The history of Desnoyer Park
Stephen Desnoyer (1805–1877) operated a saloon and hotel on the old ox cart trail from Pembina to St. Paul. The site was later occupied by the Shriners Children’s Hospital. He came to St. Paul in 1845 and died there in 1877. The Desnoyer Park neighborhood is named for him. See the Ramsey County Historical Society’s “Forgotten Pioneers: Stephen Desnoyer“, “Stephen Desnoyer’s Halfway House“, and “Decisions, Destiny, and Dreams: Plympton’s Reserve, St. Paul’s Founding, and Desnoyer’s New Bridge Square” by Desnoyer Park resident, Drew Ross.
This written history of the neighborhood by Jim Vogt gives a nice historical overview of one of St. Paul’s oldest and greatest neighborhoods
Meeker Island Lock and Dam Historic Park
Ever wonder when you are walking across the Lake Street bridge and the river level is low, what the structure is sticking up out of the river along the east shore in our neighborhood? Meeker Island was the site of the first and northernmost lock and dam on the Mississippi River. Built to extend navigation from St. Paul northward to Minneapolis, it is also became a symbol of the economic and political rivalry between St. Paul and Minneapolis.
More information for a fun read on a rainy day can be found here, and here, or on the National Park Service site here.
The Ox Cart Garden
In the early 1970s, the Ramsey County Historical Society erected five historical plaques with a brief history of the Red River Ox Cart Trail that once passed through our area. Beginning in 1844, fur traders used oxen to pull carts with 6-foot-diameter wooden wheels packed with furs and other materials from as far north as Manitoba to St. Paul for shipping on the Mississippi River steamboats. One of these signs is located in the Desnoyer Park neighborhood at the intersection of Raymond, St. Anthony and Doane avenues.
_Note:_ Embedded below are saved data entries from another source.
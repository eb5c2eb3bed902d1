//! Conversion from the generated XML into the typed document tree.

use std::fs;
use std::path::Path;

use crate::error::DocumentError;

use super::model::{
    Action, DocumentTree, DollarField, FormalParameter, Member, Package, TypeDefinition,
};

impl DocumentTree {
    /// Reads and parses a documentation file.
    pub fn from_file(path: &Path) -> Result<Self, DocumentError> {
        let xml = fs::read_to_string(path)?;
        Self::parse(&xml)
    }

    /// Parses the documentation XML into the typed tree. Unknown elements
    /// are ignored.
    pub fn parse(xml: &str) -> Result<Self, DocumentError> {
        let doc = roxmltree::Document::parse(xml)?;
        let packages = elements(doc.root_element(), "Package")
            .map(parse_package)
            .collect();
        Ok(DocumentTree { packages })
    }
}

fn parse_package(node: roxmltree::Node) -> Package {
    Package {
        name: attr(node, "name").unwrap_or_default(),
        types: elements(node, "Type").map(parse_type).collect(),
    }
}

fn parse_type(node: roxmltree::Node) -> TypeDefinition {
    TypeDefinition {
        name: attr(node, "name").unwrap_or_default(),
        category: attr(node, "category").unwrap_or_default(),
        description: description_text(node),
        dollar_fields: parse_dollar_fields(node),
        members: elements(node, "Member").map(parse_member).collect(),
        actions: elements(node, "Action").map(parse_action).collect(),
    }
}

fn parse_member(node: roxmltree::Node) -> Member {
    Member {
        name: attr(node, "name"),
        member_type: attr(node, "type"),
        package: attr(node, "package"),
        type_value: attr(node, "typeValue"),
        constant: node.has_attribute("constant"),
        description: description_text(node),
        dollar_fields: parse_dollar_fields(node),
        parameters: parse_parameters(node),
    }
}

fn parse_action(node: roxmltree::Node) -> Action {
    Action {
        name: attr(node, "name"),
        parameters: parse_parameters(node),
        dollar_fields: parse_dollar_fields(node),
    }
}

fn parse_formal_parameter(node: roxmltree::Node) -> FormalParameter {
    FormalParameter {
        name: attr(node, "name"),
        param_type: attr(node, "type"),
        package: attr(node, "package"),
        description: description_text(node),
        parameters: parse_parameters(node),
    }
}

/// Children of the node's `Parameters` wrapper element, if present.
fn parse_parameters(node: roxmltree::Node) -> Vec<FormalParameter> {
    element(node, "Parameters")
        .map(|wrapper| {
            elements(wrapper, "Parameter")
                .map(parse_formal_parameter)
                .collect()
        })
        .unwrap_or_default()
}

fn parse_dollar_fields(node: roxmltree::Node) -> Vec<DollarField> {
    element(node, "DollarFields")
        .map(|wrapper| {
            elements(wrapper, "DollarField")
                .filter_map(|f| {
                    Some(DollarField {
                        name: attr(f, "name")?.trim().to_string(),
                        description: description_text(f),
                    })
                })
                .collect()
        })
        .unwrap_or_default()
}

/// Text of the node's `Description` child. An empty `<Description/>` yields
/// an empty string; a missing element yields `None`.
fn description_text(node: roxmltree::Node) -> Option<String> {
    element(node, "Description").map(|d| d.text().unwrap_or_default().to_string())
}

fn attr(node: roxmltree::Node, name: &str) -> Option<String> {
    node.attribute(name).map(str::to_string)
}

fn element<'a>(node: roxmltree::Node<'a, 'a>, tag: &str) -> Option<roxmltree::Node<'a, 'a>> {
    node.children()
        .find(|c| c.is_element() && c.tag_name().name() == tag)
}

fn elements<'a>(
    node: roxmltree::Node<'a, 'a>,
    tag: &'a str,
) -> impl Iterator<Item = roxmltree::Node<'a, 'a>> + 'a {
    node.children()
        .filter(move |c| c.is_element() && c.tag_name().name() == tag)
}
Karen Wargo, who lived on Raymond Avenue, one-half block from the sign, was disappointed in the plain grass that fronted the sign. She decided to install a garden worthy of this historic site and, in 2000, started preparing the ground. The next year her lovely flower garden appeared. During the next eight years Karen purchased and installed a wide variety of native and heritage flowering plants.
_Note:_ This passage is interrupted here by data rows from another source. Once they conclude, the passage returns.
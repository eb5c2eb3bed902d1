//! The canonical block metadata model and its serialization.
//!
//! These are the records the UI/registry consumes. Optional attributes are
//! omitted from the JSON when absent or empty, never emitted as null.

mod messages;

pub use messages::extract_messages;

use serde::Serialize;
use std::collections::BTreeMap;

/// One logical plugin unit, assembled from a block-defining event type.
#[derive(Debug, Clone, Serialize, Default)]
#[serde(rename_all = "camelCase")]
pub struct Block {
    pub id: String,
    #[serde(skip_serializing_if = "Option::is_none")]
    pub name: Option<String>,
    #[serde(skip_serializing_if = "Option::is_none")]
    pub description: Option<String>,
    #[serde(skip_serializing_if = "Option::is_none")]
    pub extended_description: Option<String>,
    #[serde(skip_serializing_if = "Option::is_none")]
    pub category: Option<String>,
    #[serde(skip_serializing_if = "std::ops::Not::not")]
    pub consumes_input: bool,
    #[serde(skip_serializing_if = "std::ops::Not::not")]
    pub produces_output: bool,
    #[serde(skip_serializing_if = "Option::is_none")]
    pub block_type: Option<String>,
    #[serde(skip_serializing_if = "Option::is_none")]
    pub derived_name: Option<String>,
    #[serde(skip_serializing_if = "std::ops::Not::not")]
    pub title_is_derived: bool,
    #[serde(skip_serializing_if = "Vec::is_empty")]
    pub replaces_blocks: Vec<String>,
    pub inputs: Vec<IoDescriptor>,
    pub outputs: Vec<IoDescriptor>,
    pub parameters: Vec<Parameter>,
}

impl Block {
    pub fn new(id: String) -> Self {
        Block {
            id,
            ..Block::default()
        }
    }
}

/// An input or output of a block.
#[derive(Debug, Clone, Serialize, Default)]
#[serde(rename_all = "camelCase")]
pub struct IoDescriptor {
    pub id: String,
    pub name: String,
    #[serde(rename = "type")]
    pub io_type: String,
    #[serde(skip_serializing_if = "Option::is_none")]
    pub description: Option<String>,
    #[serde(skip_serializing_if = "Option::is_none")]
    pub extended_description: Option<String>,
}

/// A configurable block parameter.
#[derive(Debug, Clone, Serialize, Default)]
#[serde(rename_all = "camelCase")]
pub struct Parameter {
    pub id: String,
    pub name: String,
    #[serde(rename = "type")]
    pub param_type: String,
    #[serde(skip_serializing_if = "Option::is_none")]
    pub description: Option<String>,
    #[serde(skip_serializing_if = "Option::is_none")]
    pub extended_description: Option<String>,
    #[serde(skip_serializing_if = "Option::is_none")]
    pub default_value: Option<serde_json::Value>,
    #[serde(skip_serializing_if = "Option::is_none")]
    pub optional: Option<bool>,
    #[serde(skip_serializing_if = "Option::is_none")]
    pub semantic_type: Option<String>,
    #[serde(skip_serializing_if = "Option::is_none")]
    pub display_type: Option<String>,
    #[serde(skip_serializing_if = "Option::is_none")]
    pub min_num_entries: Option<f64>,
    #[serde(skip_serializing_if = "BTreeMap::is_empty")]
    pub display_headers: BTreeMap<String, String>,
    #[serde(skip_serializing_if = "Vec::is_empty")]
    pub enumerated_values: Vec<EnumValue>,
}

/// One enumerated choice of a parameter, matched to it by naming convention.
#[derive(Debug, Clone, Serialize, Default)]
#[serde(rename_all = "camelCase")]
pub struct EnumValue {
    pub id: String,
    pub name: String,
    pub value: serde_json::Value,
    #[serde(skip_serializing_if = "Option::is_none")]
    pub description: Option<String>,
}

/// The serialization unit: a version stamp plus the ordered block list.
#[derive(Debug, Clone, Serialize)]
pub struct MetadataDocument {
    pub version: String,
    pub analytics: Vec<Block>,
}

impl MetadataDocument {
    pub fn new(version: impl Into<String>, analytics: Vec<Block>) -> Self {
        MetadataDocument {
            version: version.into(),
            analytics,
        }
    }

    /// Serializes the document with alphabetically sorted keys and 4-space
    /// indentation. Identical input always yields byte-identical output so
    /// that builds can be diffed.
    pub fn to_canonical_json(&self) -> Result<String, serde_json::Error> {
        canonical_json(&serde_json::to_value(self)?)
    }
}

/// Pretty-prints a JSON value with sorted keys and 4-space indentation.
/// `serde_json::Value` objects are BTreeMap-backed, so key order is already
/// canonical once a value has been built.
pub fn canonical_json(value: &serde_json::Value) -> Result<String, serde_json::Error> {
    use serde::Serialize as _;

    let mut buf = Vec::new();
    let formatter = serde_json::ser::PrettyFormatter::with_indent(b"    ");
    let mut serializer = serde_json::Serializer::with_formatter(&mut buf, formatter);
    value.serialize(&mut serializer)?;
    String::from_utf8(buf).map_err(serde::ser::Error::custom)
}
Karen made a huge individual commitment to beautifying this space in Desnoyer Park. Karen received the 2006 Good Gardener Award for this garden from the City of St. Paul, Division of Park and Recreation and St. Paul Garden Club.
Unfortunately, Karen and her husband had to leave Desnoyer Park due to career re-location, so she was faced with this dilemma: dismantle the beautiful garden or find someone else to sustain it. Karen’s public garden was a treasure worth keeping—but more than most could maintain alone.
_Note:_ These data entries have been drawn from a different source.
use thiserror::Error;

/// Errors that can occur while loading and parsing the documentation tree.
#[derive(Error, Debug)]
pub enum DocumentError {
    #[error("Failed to read the documentation file: {0}")]
    Io(#[from] std::io::Error),

    #[error("Failed to parse the documentation XML: {0}")]
    Xml(#[from] roxmltree::Error),
}

/// Fatal conditions found during metadata extraction. Any of these aborts the
/// whole run; recoverable per-element problems are logged and skipped instead.
#[derive(Error, Debug, Clone, PartialEq)]
pub enum ExtractionError {
    #[error("Parameter type is missing for '{member}'")]
    MissingParameterType { member: String },

    #[error("Duplicate name '{name}' used as {existing} and {requested}")]
    DuplicateId {
        name: String,
        existing: String,
        requested: String,
    },

    #[error("Invalid tag present in the monitor file. Error = {0}")]
    InvalidTagPlacement(String),

    #[error("Multiple tags {tag} are present in the block")]
    DuplicateTag { tag: String },

    #[error(
        "Event definition for block should be defined inside a package. Package name is missing for event '{event}'"
    )]
    MissingPackage { event: String },

    #[error("Malformed value for '{field}': {message}")]
    MalformedValue { field: String, message: String },

    #[error("Type override '{field}' must be a JSON string")]
    NonStringTypeOverride { field: String },

    #[error("Tag '$minNumEntries' on '{member}' is not numeric: '{value}'")]
    NonNumericTag { member: String, value: String },
}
In 2008, Kathy Franzen, who lived at 383 Pelham Boulevard, a former DPIA president and the Project Director of the Desnoyer Park: A History of the Neighborhood, stepped forward to contact neighbors in Desnoyer Park requesting their assistance in caring for the garden. At the time, Kathy was a co-chair of the Public Garden Committee for the Garden Club of Ramsey County. This experience was used as a guide to develop a garden management system for the Ox-Cart Garden.
In 2012, Kathy Franzen and her husband, Phil Hage, also a former DPIA president, moved to downtown Minneapolis. Susan Rasmussen stepped forward to manage the Ox-Cart Garden volunteers.
The Mississippi River Boulevard
The Mississippi River Boulevard creates one border to the Desnoyer Park neighborhood. This piece by neighbor, Drew Ross, highlights some of the history in this short section of this historic road as it runs along the edge of our neighborhood.
Zen and the Art of Motorcycle Maintenance
Neighbohood residents, Susan Nemitz and John Curry own the home at 458 Otis Ave. in St. Paul, where Robert and Nancy Pirsig lived when Robert and son Chris embarked on a 1968 motorcycle trip from St. Paul to San Francisco. Their journey became the framework for Pirsig’s revered book, “Zen and the Art of Motorcycle Maintenance.”